In the figure shown, a spring of spring constant k is fixed at one end and the other end is attached to the mass 'm' . The coefficient of friction between block and the inclined plane is '$\mathrm{\mu }$'. The block is released when the spring is in its natural length. Assuming that tan $\mathrm{\theta }>\mathrm{\mu }$, find the maximum speed of the block during the motion.

 

The speed is maximum when acceleration is zero. 

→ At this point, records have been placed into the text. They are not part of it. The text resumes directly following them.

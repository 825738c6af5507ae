//! Handlers for the two inbound flows: staff control presses and order
//! submissions.

pub mod action;
pub mod submission;

pub use action::{ActionHandler, Rejection, TransitionOutcome};
pub use submission::{SubmissionError, SubmissionHandler};
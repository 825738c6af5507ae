//! In-memory gateway used in development and tests.
//!
//! Records every outbound call, hands out sequential message ids and lets
//! callers inject control presses into the event subscription.

use crate::{EventSource, GatewayError, GatewayHandles, NotificationGateway};
use async_trait::async_trait;
use orderbot_types::{
	Acknowledgement, ActionEvent, ChatId, ConfigSchema, Controls, EventRef, MessageRef, Schema,
	ValidationError,
};
use std::sync::atomic::{AtomicBool, AtomicI64, Ordering};
use std::sync::Arc;
use tokio::sync::{mpsc, Mutex};

/// An outbound call observed by [`MemoryGateway`].
#[derive(Debug, Clone, PartialEq)]
pub enum RecordedCall {
	Text {
		message: MessageRef,
		body: String,
		controls: Option<Controls>,
	},
	Photo {
		message: MessageRef,
		image_ref: String,
		caption: String,
		controls: Option<Controls>,
	},
	EditControls {
		message: MessageRef,
		controls: Option<Controls>,
	},
	Acknowledge {
		event: EventRef,
		ack: Acknowledgement,
	},
}

pub struct MemoryGateway {
	calls: Mutex<Vec<RecordedCall>>,
	next_message_id: AtomicI64,
	next_event_id: AtomicI64,
	fail_sends: AtomicBool,
	fail_edits: AtomicBool,
	fail_acknowledgements: AtomicBool,
	subscriber: Mutex<Option<mpsc::UnboundedSender<ActionEvent>>>,
}

impl MemoryGateway {
	pub fn new() -> Self {
		Self {
			calls: Mutex::new(Vec::new()),
			next_message_id: AtomicI64::new(1),
			next_event_id: AtomicI64::new(1),
			fail_sends: AtomicBool::new(false),
			fail_edits: AtomicBool::new(false),
			fail_acknowledgements: AtomicBool::new(false),
			subscriber: Mutex::new(None),
		}
	}

	/// Makes `send_text` and `send_photo` fail with `Unavailable`.
	pub fn fail_sends(&self, fail: bool) {
		self.fail_sends.store(fail, Ordering::SeqCst);
	}

	pub fn fail_edits(&self, fail: bool) {
		self.fail_edits.store(fail, Ordering::SeqCst);
	}

	pub fn fail_acknowledgements(&self, fail: bool) {
		self.fail_acknowledgements.store(fail, Ordering::SeqCst);
	}

	/// Successful outbound calls, oldest first.
	pub async fn calls(&self) -> Vec<RecordedCall> {
		self.calls.lock().await.clone()
	}

	/// Bodies and captions of every posted message in `chat`.
	pub async fn posted_in(&self, chat: ChatId) -> Vec<String> {
		self.calls
			.lock()
			.await
			.iter()
			.filter_map(|call| match call {
				RecordedCall::Text { message, body, .. } if message.chat_id == chat => {
					Some(body.clone())
				},
				RecordedCall::Photo {
					message, caption, ..
				} if message.chat_id == chat => Some(caption.clone()),
				_ => None,
			})
			.collect()
	}

	/// Acknowledgements sent for `event`.
	pub async fn acknowledgements_for(&self, event: &EventRef) -> Vec<Acknowledgement> {
		self.calls
			.lock()
			.await
			.iter()
			.filter_map(|call| match call {
				RecordedCall::Acknowledge { event: e, ack } if e == event => Some(ack.clone()),
				_ => None,
			})
			.collect()
	}

	pub async fn clear(&self) {
		self.calls.lock().await.clear();
	}

	/// Builds a control press on `message` with a fresh event reference.
	pub fn press(&self, data: &str, actor: Option<&str>, message: Option<MessageRef>) -> ActionEvent {
		let id = self.next_event_id.fetch_add(1, Ordering::SeqCst);
		ActionEvent {
			event_ref: EventRef::new(format!("cb-{}", id)),
			actor: actor.map(str::to_string),
			message,
			data: data.to_string(),
		}
	}

	/// Whether an event subscription is currently running.
	pub async fn is_listening(&self) -> bool {
		self.subscriber.lock().await.is_some()
	}

	/// Delivers `event` to the running subscription.
	pub async fn inject(&self, event: ActionEvent) -> Result<(), GatewayError> {
		let subscriber = self.subscriber.lock().await;
		let sender = subscriber
			.as_ref()
			.ok_or_else(|| GatewayError::Unavailable("event source not started".into()))?;
		sender
			.send(event)
			.map_err(|_| GatewayError::Unavailable("event subscriber dropped".into()))
	}

	fn next_message(&self, chat: ChatId) -> MessageRef {
		MessageRef::new(chat, self.next_message_id.fetch_add(1, Ordering::SeqCst))
	}

	async fn record(&self, call: RecordedCall) {
		self.calls.lock().await.push(call);
	}
}

impl Default for MemoryGateway {
	fn default() -> Self {
		Self::new()
	}
}

#[async_trait]
impl NotificationGateway for MemoryGateway {
	fn config_schema(&self) -> Box<dyn ConfigSchema> {
		Box::new(MemoryGatewaySchema)
	}

	async fn send_text(
		&self,
		chat: ChatId,
		body: &str,
		controls: Option<Controls>,
	) -> Result<MessageRef, GatewayError> {
		if self.fail_sends.load(Ordering::SeqCst) {
			return Err(GatewayError::Unavailable("send disabled".into()));
		}
		let message = self.next_message(chat);
		self.record(RecordedCall::Text {
			message,
			body: body.to_string(),
			controls,
		})
		.await;
		Ok(message)
	}

	async fn send_photo(
		&self,
		chat: ChatId,
		image_ref: &str,
		caption: &str,
		controls: Option<Controls>,
	) -> Result<MessageRef, GatewayError> {
		if self.fail_sends.load(Ordering::SeqCst) {
			return Err(GatewayError::Unavailable("send disabled".into()));
		}
		let message = self.next_message(chat);
		self.record(RecordedCall::Photo {
			message,
			image_ref: image_ref.to_string(),
			caption: caption.to_string(),
			controls,
		})
		.await;
		Ok(message)
	}

	async fn edit_controls(
		&self,
		message: MessageRef,
		controls: Option<Controls>,
	) -> Result<(), GatewayError> {
		if self.fail_edits.load(Ordering::SeqCst) {
			return Err(GatewayError::Unavailable("edit disabled".into()));
		}
		self.record(RecordedCall::EditControls { message, controls })
			.await;
		Ok(())
	}

	async fn acknowledge_event(
		&self,
		event: &EventRef,
		ack: Acknowledgement,
	) -> Result<(), GatewayError> {
		if self.fail_acknowledgements.load(Ordering::SeqCst) {
			return Err(GatewayError::Unavailable("acknowledge disabled".into()));
		}
		self.record(RecordedCall::Acknowledge {
			event: event.clone(),
			ack,
		})
		.await;
		Ok(())
	}
}

#[async_trait]
impl EventSource for MemoryGateway {
	async fn start(&self, sender: mpsc::UnboundedSender<ActionEvent>) -> Result<(), GatewayError> {
		let mut subscriber = self.subscriber.lock().await;
		if subscriber.is_some() {
			return Err(GatewayError::AlreadyListening);
		}
		*subscriber = Some(sender);
		Ok(())
	}

	async fn stop(&self) -> Result<(), GatewayError> {
		self.subscriber.lock().await.take();
		Ok(())
	}
}

/// The memory gateway takes no settings.
pub struct MemoryGatewaySchema;

impl ConfigSchema for MemoryGatewaySchema {
	fn validate(&self, config: &toml::Value) -> Result<(), ValidationError> {
		Schema::new(vec![], vec![]).validate(config)
	}
}

pub fn create_gateway(config: &toml::Value) -> Result<GatewayHandles, GatewayError> {
	MemoryGatewaySchema
		.validate(config)
		.map_err(|e| GatewayError::Configuration(e.to_string()))?;
	let gateway = Arc::new(MemoryGateway::new());
	Ok(GatewayHandles {
		gateway: gateway.clone(),
		events: gateway,
	})
}

#[cfg(test)]
mod tests {
	use super::*;

	#[tokio::test]
	async fn test_sequential_message_ids() {
		let gateway = MemoryGateway::new();
		let first = gateway.send_text(ChatId(1), "a", None).await.unwrap();
		let second = gateway
			.send_photo(ChatId(2), "https://img/1.png", "b", None)
			.await
			.unwrap();

		assert_eq!(first, MessageRef::new(ChatId(1), 1));
		assert_eq!(second, MessageRef::new(ChatId(2), 2));
		assert_eq!(gateway.posted_in(ChatId(2)).await, vec!["b".to_string()]);
	}

	#[tokio::test]
	async fn test_injected_events_reach_subscriber() {
		let gateway = MemoryGateway::new();
		let event = gateway.press("confirm:abc", Some("Lena"), None);
		assert!(gateway.inject(event.clone()).await.is_err());

		let (tx, mut rx) = mpsc::unbounded_channel();
		gateway.start(tx).await.unwrap();
		assert!(gateway.is_listening().await);
		assert!(matches!(
			gateway.start(mpsc::unbounded_channel().0).await,
			Err(GatewayError::AlreadyListening)
		));

		gateway.inject(event.clone()).await.unwrap();
		assert_eq!(rx.recv().await, Some(event));

		gateway.stop().await.unwrap();
		assert!(rx.recv().await.is_none());
	}

	#[tokio::test]
	async fn test_failure_toggles() {
		let gateway = MemoryGateway::new();
		gateway.fail_sends(true);
		assert!(matches!(
			gateway.send_text(ChatId(1), "a", None).await,
			Err(GatewayError::Unavailable(_))
		));
		gateway.fail_sends(false);
		assert!(gateway.send_text(ChatId(1), "a", None).await.is_ok());

		gateway.fail_acknowledgements(true);
		assert!(gateway
			.acknowledge_event(&EventRef::new("cb-1"), Acknowledgement::silent())
			.await
			.is_err());
		assert_eq!(gateway.calls().await.len(), 1);
	}

	#[test]
	fn test_factory_accepts_empty_table() {
		let config = toml::Value::Table(toml::map::Map::new());
		assert!(create_gateway(&config).is_ok());
	}
}
//! API types for the relay HTTP API.
//!
//! This module defines the request and response bodies of the order
//! submission and lookup endpoints, plus the structured error type that maps
//! onto HTTP status codes.

use crate::{CustomerId, Order, OrderGroup, OrderId, OrderStatus, SubmittedItem};
use axum::{http::StatusCode, response::Json};
use rust_decimal::Decimal;
use serde::{Deserialize, Serialize};
use std::fmt;

/// Body of `POST /api/orders`: one item or a list of items.
#[derive(Debug, Clone, Deserialize)]
#[serde(untagged)]
pub enum SubmissionPayload {
	Batch(Vec<SubmittedItem>),
	Single(Box<SubmittedItem>),
}

impl SubmissionPayload {
	pub fn into_items(self) -> Vec<SubmittedItem> {
		match self {
			SubmissionPayload::Batch(items) => items,
			SubmissionPayload::Single(item) => vec![*item],
		}
	}
}

/// Outcome of a submitted batch.
#[derive(Debug, Clone, Default, PartialEq, Eq, Serialize, Deserialize)]
pub struct SubmitOrdersResponse {
	/// True when every group was announced and no customer was blocked.
	pub success: bool,
	/// Number of orders announced to staff.
	pub sent: usize,
	/// Orders whose announcement could not be delivered.
	pub failed: Vec<OrderId>,
	/// Banned customers whose items were rejected.
	pub blocked: Vec<CustomerId>,
}

/// Response of `GET /api/orders/{id}`.
#[derive(Debug, Clone, Serialize, Deserialize)]
pub struct OrderView {
	pub id: OrderId,
	pub status: OrderStatus,
	pub group: OrderGroup,
	pub total: Decimal,
	#[serde(rename = "createdAt")]
	pub created_at: u64,
	#[serde(rename = "updatedAt")]
	pub updated_at: u64,
}

impl From<Order> for OrderView {
	fn from(order: Order) -> Self {
		Self {
			total: order.group.total(),
			id: order.id,
			status: order.status,
			group: order.group,
			created_at: order.created_at,
			updated_at: order.updated_at,
		}
	}
}

/// API error response.
#[derive(Debug, Clone, Serialize, Deserialize)]
pub struct ErrorResponse {
	/// Error type/code
	pub error: String,
	/// Human-readable description
	pub message: String,
	/// Additional error context
	pub details: Option<serde_json::Value>,
}

/// Structured API error type with appropriate HTTP status mapping.
#[derive(Debug)]
pub enum APIError {
	/// Malformed or invalid submission (400)
	BadRequest {
		error_type: String,
		message: String,
		details: Option<serde_json::Value>,
	},
	/// Unknown resource (404)
	NotFound { error_type: String, message: String },
	/// Internal server error (500)
	InternalServerError { error_type: String, message: String },
}

impl APIError {
	pub fn bad_request(error_type: &str, message: impl Into<String>) -> Self {
		APIError::BadRequest {
			error_type: error_type.to_string(),
			message: message.into(),
			details: None,
		}
	}

	pub fn status_code(&self) -> StatusCode {
		match self {
			APIError::BadRequest { .. } => StatusCode::BAD_REQUEST,
			APIError::NotFound { .. } => StatusCode::NOT_FOUND,
			APIError::InternalServerError { .. } => StatusCode::INTERNAL_SERVER_ERROR,
		}
	}

	/// Convert to ErrorResponse for JSON serialization.
	pub fn to_error_response(&self) -> ErrorResponse {
		match self {
			APIError::BadRequest {
				error_type,
				message,
				details,
			} => ErrorResponse {
				error: error_type.clone(),
				message: message.clone(),
				details: details.clone(),
			},
			APIError::NotFound {
				error_type,
				message,
			}
			| APIError::InternalServerError {
				error_type,
				message,
			} => ErrorResponse {
				error: error_type.clone(),
				message: message.clone(),
				details: None,
			},
		}
	}
}

impl fmt::Display for APIError {
	fn fmt(&self, f: &mut fmt::Formatter<'_>) -> fmt::Result {
		match self {
			APIError::BadRequest { message, .. } => write!(f, "Bad Request: {}", message),
			APIError::NotFound { message, .. } => write!(f, "Not Found: {}", message),
			APIError::InternalServerError { message, .. } => {
				write!(f, "Internal Server Error: {}", message)
			},
		}
	}
}

impl std::error::Error for APIError {}

impl axum::response::IntoResponse for APIError {
	fn into_response(self) -> axum::response::Response {
		(self.status_code(), Json(self.to_error_response())).into_response()
	}
}

#[cfg(test)]
mod tests {
	use super::*;

	#[test]
	fn test_payload_accepts_single_item_or_list() {
		let item = r#"{
			"name": "Ana", "phone": "1", "address": "A", "branchName": "B",
			"menuCategory": "C", "menuItem": "D", "quantity": 1, "price": "2.00",
			"telegramId": 7
		}"#;

		let single: SubmissionPayload = serde_json::from_str(item).unwrap();
		assert_eq!(single.into_items().len(), 1);

		let batch: SubmissionPayload =
			serde_json::from_str(&format!("[{item}, {item}]")).unwrap();
		assert_eq!(batch.into_items().len(), 2);
	}

	#[test]
	fn test_response_wire_shape() {
		let response = SubmitOrdersResponse {
			success: false,
			sent: 1,
			failed: vec![OrderId::new("abc")],
			blocked: vec![CustomerId(9)],
		};
		let json = serde_json::to_value(&response).unwrap();
		assert_eq!(
			json,
			serde_json::json!({"success": false, "sent": 1, "failed": ["abc"], "blocked": [9]})
		);
	}

	#[test]
	fn test_error_status_mapping() {
		let err = APIError::bad_request("EMPTY_BATCH", "no items");
		assert_eq!(err.status_code(), StatusCode::BAD_REQUEST);
		assert_eq!(err.to_error_response().error, "EMPTY_BATCH");
		assert_eq!(err.to_string(), "Bad Request: no items");
	}
}
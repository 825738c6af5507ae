//! Order submission and lookup endpoints.

use axum::http::StatusCode;
use orderbot_core::{OrderEngine, SubmissionError};
use orderbot_types::{APIError, OrderId, OrderView, SubmissionPayload, SubmitOrdersResponse};
use thiserror::Error;
use tracing::info;

/// Errors that can occur while serving order requests.
#[derive(Debug, Error)]
pub enum OrderApiError {
	#[error("Order not found: {0}")]
	NotFound(OrderId),
	#[error(transparent)]
	Submission(#[from] SubmissionError),
}

impl From<OrderApiError> for APIError {
	fn from(err: OrderApiError) -> Self {
		let message = err.to_string();
		match err {
			OrderApiError::NotFound(_) => APIError::NotFound {
				error_type: "ORDER_NOT_FOUND".to_string(),
				message,
			},
			OrderApiError::Submission(SubmissionError::EmptyBatch) => {
				APIError::bad_request("EMPTY_BATCH", message)
			},
			OrderApiError::Submission(SubmissionError::InvalidItem { index, .. }) => {
				APIError::BadRequest {
					error_type: "INVALID_ITEM".to_string(),
					message,
					details: Some(serde_json::json!({ "index": index })),
				}
			},
			OrderApiError::Submission(SubmissionError::Registry(_)) => {
				APIError::InternalServerError {
					error_type: "INTERNAL_ERROR".to_string(),
					message,
				}
			},
		}
	}
}

/// Announces a submitted batch and picks the response status.
///
/// The status is 403 when every item came from a banned customer, 200
/// otherwise.
pub async fn submit_orders(
	payload: SubmissionPayload,
	engine: &OrderEngine,
) -> Result<(StatusCode, SubmitOrdersResponse), OrderApiError> {
	let items = payload.into_items();
	info!(items = items.len(), "Received order submission");

	let response = engine.submit_orders(items).await?;
	let status = if response.sent == 0 && response.failed.is_empty() && !response.blocked.is_empty()
	{
		StatusCode::FORBIDDEN
	} else {
		StatusCode::OK
	};
	Ok((status, response))
}

pub async fn get_order_by_id(id: &str, engine: &OrderEngine) -> Result<OrderView, OrderApiError> {
	let order_id = OrderId::new(id);
	engine
		.order(&order_id)
		.await
		.map(OrderView::from)
		.map_err(|_| OrderApiError::NotFound(order_id))
}
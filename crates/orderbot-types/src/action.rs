//! Staff action tokens.
//!
//! Every control attached to an order message carries a token of the form
//! `action:order_id`. Tokens are parsed into a [`StaffAction`] at the
//! boundary so the transition coordinator only ever sees validated input.

use crate::{EventRef, MessageRef, OrderId};
use serde::{Deserialize, Serialize};
use std::fmt;
use std::str::FromStr;
use thiserror::Error;

/// Errors that can occur while parsing an action token.
#[derive(Debug, Clone, PartialEq, Eq, Error)]
pub enum ActionParseError {
	#[error("Action token has no ':' separator: {0}")]
	MissingSeparator(String),
	#[error("Unknown action: {0}")]
	UnknownAction(String),
	#[error("Action token has an empty order id")]
	EmptyOrderId,
}

/// The staff actions an order control can trigger.
#[derive(Debug, Clone, Copy, PartialEq, Eq, Hash, Serialize, Deserialize)]
#[serde(rename_all = "lowercase")]
pub enum ActionKind {
	Confirm,
	Decline,
	Prepare,
	Deliver,
	Complete,
}

impl ActionKind {
	pub fn as_str(&self) -> &'static str {
		match self {
			ActionKind::Confirm => "confirm",
			ActionKind::Decline => "decline",
			ActionKind::Prepare => "prepare",
			ActionKind::Deliver => "deliver",
			ActionKind::Complete => "complete",
		}
	}

	pub fn all() -> impl Iterator<Item = Self> {
		[
			Self::Confirm,
			Self::Decline,
			Self::Prepare,
			Self::Deliver,
			Self::Complete,
		]
		.into_iter()
	}
}

impl FromStr for ActionKind {
	type Err = ActionParseError;

	fn from_str(s: &str) -> Result<Self, Self::Err> {
		match s {
			"confirm" => Ok(Self::Confirm),
			"decline" => Ok(Self::Decline),
			"prepare" => Ok(Self::Prepare),
			"deliver" => Ok(Self::Deliver),
			"complete" => Ok(Self::Complete),
			other => Err(ActionParseError::UnknownAction(other.to_string())),
		}
	}
}

impl fmt::Display for ActionKind {
	fn fmt(&self, f: &mut fmt::Formatter<'_>) -> fmt::Result {
		f.write_str(self.as_str())
	}
}

/// A validated `action:order_id` token.
#[derive(Debug, Clone, PartialEq, Eq, Hash)]
pub struct StaffAction {
	pub kind: ActionKind,
	pub order_id: OrderId,
}

impl StaffAction {
	pub fn new(kind: ActionKind, order_id: OrderId) -> Self {
		Self { kind, order_id }
	}

	/// Renders the token carried by a control button.
	pub fn token(&self) -> String {
		format!("{}:{}", self.kind, self.order_id)
	}
}

impl FromStr for StaffAction {
	type Err = ActionParseError;

	/// Splits on the first ':' only, so order ids may themselves contain ':'.
	fn from_str(s: &str) -> Result<Self, Self::Err> {
		let (action, order_id) = s
			.split_once(':')
			.ok_or_else(|| ActionParseError::MissingSeparator(s.to_string()))?;
		let kind = action.parse::<ActionKind>()?;
		if order_id.is_empty() {
			return Err(ActionParseError::EmptyOrderId);
		}
		Ok(Self::new(kind, OrderId::new(order_id)))
	}
}

impl fmt::Display for StaffAction {
	fn fmt(&self, f: &mut fmt::Formatter<'_>) -> fmt::Result {
		write!(f, "{}:{}", self.kind, self.order_id)
	}
}

/// An inbound control press, as delivered by the event source.
///
/// `data` is the raw token; it is parsed into a [`StaffAction`] before the
/// event reaches the coordinator.
#[derive(Debug, Clone, PartialEq, Eq, Serialize, Deserialize)]
pub struct ActionEvent {
	/// Reference used to acknowledge the press.
	pub event_ref: EventRef,
	/// Display name of the staff member who pressed the control.
	pub actor: Option<String>,
	/// Message the pressed control is attached to, when known.
	pub message: Option<MessageRef>,
	/// Raw `action:order_id` token.
	pub data: String,
}

impl ActionEvent {
	/// Name shown in broadcasts about this press.
	pub fn actor_name(&self) -> &str {
		self.actor
			.as_deref()
			.filter(|name| !name.is_empty())
			.unwrap_or("Worker")
	}
}

#[cfg(test)]
mod tests {
	use super::*;

	#[test]
	fn test_parse_every_action() {
		for kind in ActionKind::all() {
			let token = format!("{}:abc123", kind);
			let action: StaffAction = token.parse().unwrap();
			assert_eq!(action.kind, kind);
			assert_eq!(action.order_id.as_str(), "abc123");
			assert_eq!(action.token(), token);
		}
	}

	#[test]
	fn test_order_id_may_contain_separator() {
		let action: StaffAction = "confirm:a:b:c".parse().unwrap();
		assert_eq!(action.kind, ActionKind::Confirm);
		assert_eq!(action.order_id.as_str(), "a:b:c");
	}

	#[test]
	fn test_rejects_malformed_tokens() {
		assert_eq!(
			"confirm".parse::<StaffAction>(),
			Err(ActionParseError::MissingSeparator("confirm".to_string()))
		);
		assert_eq!(
			"cancel:abc".parse::<StaffAction>(),
			Err(ActionParseError::UnknownAction("cancel".to_string()))
		);
		assert_eq!(
			"Confirm:abc".parse::<StaffAction>(),
			Err(ActionParseError::UnknownAction("Confirm".to_string()))
		);
		assert_eq!(
			"decline:".parse::<StaffAction>(),
			Err(ActionParseError::EmptyOrderId)
		);
	}

	#[test]
	fn test_actor_name_defaults_to_worker() {
		let mut event = ActionEvent {
			event_ref: EventRef::new("cb-1"),
			actor: None,
			message: None,
			data: "prepare:abc".to_string(),
		};
		assert_eq!(event.actor_name(), "Worker");

		event.actor = Some(String::new());
		assert_eq!(event.actor_name(), "Worker");

		event.actor = Some("Lena".to_string());
		assert_eq!(event.actor_name(), "Lena");
	}
}
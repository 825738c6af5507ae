//! Utility functions shared across the relay.

pub mod formatting;
pub mod helpers;

pub use formatting::{escape_html, format_amount, truncate_id};
pub use helpers::current_timestamp;
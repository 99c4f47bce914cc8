//! Single grid square and its coordinate

use std::fmt;
use std::str::FromStr;

use thiserror::Error;

/// Location in the maze
#[derive(Debug, Clone, Copy, PartialEq, Eq, Hash, PartialOrd, Ord)]
pub struct Point {
    pub row: usize,
    pub column: usize,
}

impl Point {
    pub const fn new(row: usize, column: usize) -> Self {
        Self { row, column }
    }
}

impl fmt::Display for Point {
    fn fmt(&self, f: &mut fmt::Formatter<'_>) -> fmt::Result {
        write!(f, "{},{}", self.row, self.column)
    }
}

/// Point could not be read from its `row,column` form
#[derive(Debug, Error, PartialEq, Eq)]
#[error("expected `row,column` with non-negative integers, got `{0}`")]
pub struct ParsePointError(String);

impl FromStr for Point {
    type Err = ParsePointError;

    /// Parse `row,column`, e.g. `3,4`
    ///
    /// # Examples
    /// ```
    /// use perfect_maze::Point;
    ///
    /// let p: Point = "3,4".parse().unwrap();
    /// assert_eq!(p, Point::new(3, 4));
    /// assert!("3".parse::<Point>().is_err());
    /// ```
    fn from_str(s: &str) -> Result<Self, Self::Err> {
        let err = || ParsePointError(s.to_string());
        let (row, column) = s.split_once(',').ok_or_else(err)?;
        let row = row.trim().parse().map_err(|_| err())?;
        let column = column.trim().parse().map_err(|_| err())?;
        Ok(Point { row, column })
    }
}

/// One square of the grid
///
/// Only the north and west walls are stored here. The south wall is the
/// top wall of the cell below, the east wall is the left wall of the cell
/// to the right.
#[derive(Debug, Clone, PartialEq, Eq)]
pub struct Cell {
    point: Point,
    visited: bool,
    top_wall: bool,
    left_wall: bool,
    start: bool,
    goal: bool,
    on_path: bool,
}

impl Cell {
    /// Fully walled, unvisited cell without any role
    pub fn new(point: Point) -> Self {
        Self {
            point,
            visited: false,
            top_wall: true,
            left_wall: true,
            start: false,
            goal: false,
            on_path: false,
        }
    }

    pub fn point(&self) -> Point {
        self.point
    }

    pub fn row(&self) -> usize {
        self.point.row
    }

    pub fn column(&self) -> usize {
        self.point.column
    }

    pub fn visited(&self) -> bool {
        self.visited
    }

    pub fn top_wall(&self) -> bool {
        self.top_wall
    }

    pub fn left_wall(&self) -> bool {
        self.left_wall
    }

    pub fn is_start(&self) -> bool {
        self.start
    }

    pub fn is_goal(&self) -> bool {
        self.goal
    }

    pub fn is_on_path(&self) -> bool {
        self.on_path
    }

    pub fn mark_visited(&mut self) {
        self.visited = true;
    }

    pub fn mark_unvisited(&mut self) {
        self.visited = false;
    }

    pub fn remove_top_wall(&mut self) {
        self.top_wall = false;
    }

    pub fn remove_left_wall(&mut self) {
        self.left_wall = false;
    }

    pub fn mark_start(&mut self) {
        self.start = true;
    }

    pub fn mark_goal(&mut self) {
        self.goal = true;
    }

    pub fn mark_on_path(&mut self) {
        self.on_path = true;
    }
}

#[cfg(test)]
mod tests {
    use super::{Cell, ParsePointError, Point};

    #[test]
    fn new_cell_is_walled_and_blank() {
        let cell = Cell::new(Point::new(2, 5));
        assert_eq!(cell.row(), 2);
        assert_eq!(cell.column(), 5);
        assert!(cell.top_wall());
        assert!(cell.left_wall());
        assert!(!cell.visited());
        assert!(!cell.is_start());
        assert!(!cell.is_goal());
        assert!(!cell.is_on_path());
    }

    #[test]
    fn walls_stay_removed() {
        let mut cell = Cell::new(Point::new(0, 0));
        cell.remove_top_wall();
        cell.remove_top_wall();
        cell.remove_left_wall();
        assert!(!cell.top_wall());
        assert!(!cell.left_wall());
    }

    #[test]
    fn visited_toggles() {
        let mut cell = Cell::new(Point::new(0, 0));
        cell.mark_visited();
        assert!(cell.visited());
        cell.mark_unvisited();
        assert!(!cell.visited());
        cell.mark_visited();
        assert!(cell.visited());
    }

    #[test]
    fn parse_point() {
        assert_eq!("0,7".parse(), Ok(Point::new(0, 7)));
        assert_eq!(" 1 , 2 ".parse(), Ok(Point::new(1, 2)));
        assert_eq!(
            "-1,2".parse::<Point>(),
            Err(ParsePointError("-1,2".to_string()))
        );
        assert!("1;2".parse::<Point>().is_err());
        assert!("a,2".parse::<Point>().is_err());
        assert!("1,2,3".parse::<Point>().is_err());
    }

    #[test]
    fn display_round_trips_text_form() {
        assert_eq!(Point::new(4, 9).to_string(), "4,9");
    }
}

Let displacement of block is x₀ when the speed of block is maximum. 

At equilibrium, applying Newton's law to the block along the incline

$\begin{array}{l}\mathrm{mgsin}\mathrm{\theta }=\mathrm{\mu mgcos}\mathrm{\theta }+{\mathrm{kx}}_0\\ (\mathrm{mgsin}\mathrm{\theta }-\mathrm{\mu mgcos}\mathrm{\theta })={\mathrm{kx}}_0 ......\left(1\right)\end{array}$

Applying work-energy theorem to block between initial and final position, we get
$\begin{array}{l}(\mathrm{KE}{)}_{\mathrm{f}}=(\mathrm{KE}{)}_{\mathrm{i}}+{\mathrm{mgx}}_0\sin \mathrm{\theta }-\frac{1}{2}{\mathrm{kx}}_0^2-{\mathrm{\mu mgx}}_0\cos \mathrm{\theta }\\ \frac{1}{2}{\mathrm{mv}}_{max}^2=0+{\mathrm{mgx}}_0\sin \mathrm{\theta }-\frac{1}{2}{\mathrm{kx}}_0^2-{\mathrm{\mu mgx}}_0\cos \mathrm{\theta } ........\left(2\right)\end{array}$

$\frac{1}{2}{\mathrm{mv}}_{max}^2=(\mathrm{mgsin}\mathrm{\theta }-\mathrm{\mu mgcos}\mathrm{\theta }){\mathrm{x}}_0-\frac{1}{2}{\mathrm{kx}}_0^2$

Solving (1) and (2), we get 

       ${\mathrm{v}}_{max}=(\sin \mathrm{\theta }-\mathrm{\mu cos}\mathrm{\theta })\mathrm{g}\sqrt{\frac{\mathrm{m}}{\mathrm{k}}}$